A strategic affiliation between organizations means they aren't quite merged, as they often remain legally separate and independent, but will share resources and revenue. In this case, the affiliation creates a highly successful research organization with an established translational medicine branch, enabling the rapid conversion of basic scientific discoveries into life-saving drugs.

According to Scripps, the integration of basic scientific and translational research will reduce the costs associated with the early stages of drug development, and lead to the creation of a self-sustaining model for nonprofit research in which drug development successes drive the funding of new scientific discoveries and medicines.

The new affiliation will also accelerate the drug discovery and development timeline. Scripps currently has 10 approved medicines to its name, each of which took more than 20 years to move from drug discovery to market. That will no longer be the case with this union.

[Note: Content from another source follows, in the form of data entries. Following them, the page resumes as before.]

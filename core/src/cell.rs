/// Stored state of a single cell.
#[derive(Copy, Clone, Debug, Default, PartialEq, Eq)]
pub struct Cell {
    pub is_mine: bool,
    pub is_flagged: bool,
    pub is_revealed: bool,
}

impl Cell {
    pub const fn mine() -> Self {
        Self {
            is_mine: true,
            is_flagged: false,
            is_revealed: false,
        }
    }

    /// Hidden and not locked by a flag.
    pub const fn is_sweepable(self) -> bool {
        !self.is_revealed && !self.is_flagged
    }

    /// A flag only counts while the cell is still hidden.
    pub const fn has_active_flag(self) -> bool {
        self.is_flagged && !self.is_revealed
    }
}

/// Read-only snapshot of a cell for rendering.
#[derive(Copy, Clone, Debug, PartialEq, Eq)]
pub struct CellView {
    pub is_mine: bool,
    pub is_flagged: bool,
    pub is_revealed: bool,
    pub adjacent_mines: u8,
}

“The affiliation between TSRI and Calibr is the first of its kind. Unlike other research institutes and universities that have sought to establish translational capabilities within academic centers, we aren’t building from scratch—rather, we are integrating the strengths of two proven nonprofit organizations, enabling TSRI to remain committed to basic biological and chemical discovery and the understanding of disease processes, while turning these insights into innovative new medicines for unmet needs ranging from cancer and degenerative disease to childhood and neglected diseases through the affiliation with Calibr,” said Peter Schultz, the president of both organizations. “Ultimately, I believe this ‘bench-to-bedside’ model has the potential to become self-sustaining, with the value we create being reinvested back into research, education and additional clinical studies.”

This new “self-sustaining” model is especially important to TSRI, who has been operating in the red for years, ever since the National Institutes of Health pulled back on its awarded grant money.

To date, Calibr has generated a pipeline of candidate medicines for a number of disease areas, creating opportunities to move five to 10 new molecules into the clinic within the next two years. The proceeds of any commercial success from these medicines will be fed back into research efforts at the combined institute; thus creating a cycle in which successful drugs make a profit to fuel basic research, which finds additional molecules to exploit for future candidate medicines and marketable drugs.

TSRI and Calibr have collaborated on research programs in the past, leading to several candidate therapies, two of which Calibr has partnered with major pharmaceutical companies in order to market. But, the formal affiliation will help reduce overhead. Now, the two organizations will share a combined Board of Directors, as well as scientific and administrative resources that will be consolidated over time. Schultz will be overseeing the integration of the two institutes.

Schultz was appointed CEO and vice-chair of TSRI in September 2015 after a series of leadership changes and a merger gone wrong. In July 2014, then-president Michael Maarletta left TSRI after a faculty revolt against a merger deal with the University of Southern California. At the time of the failed merger, Naturereported that Scripps was running an operating deficit of $21 million annually.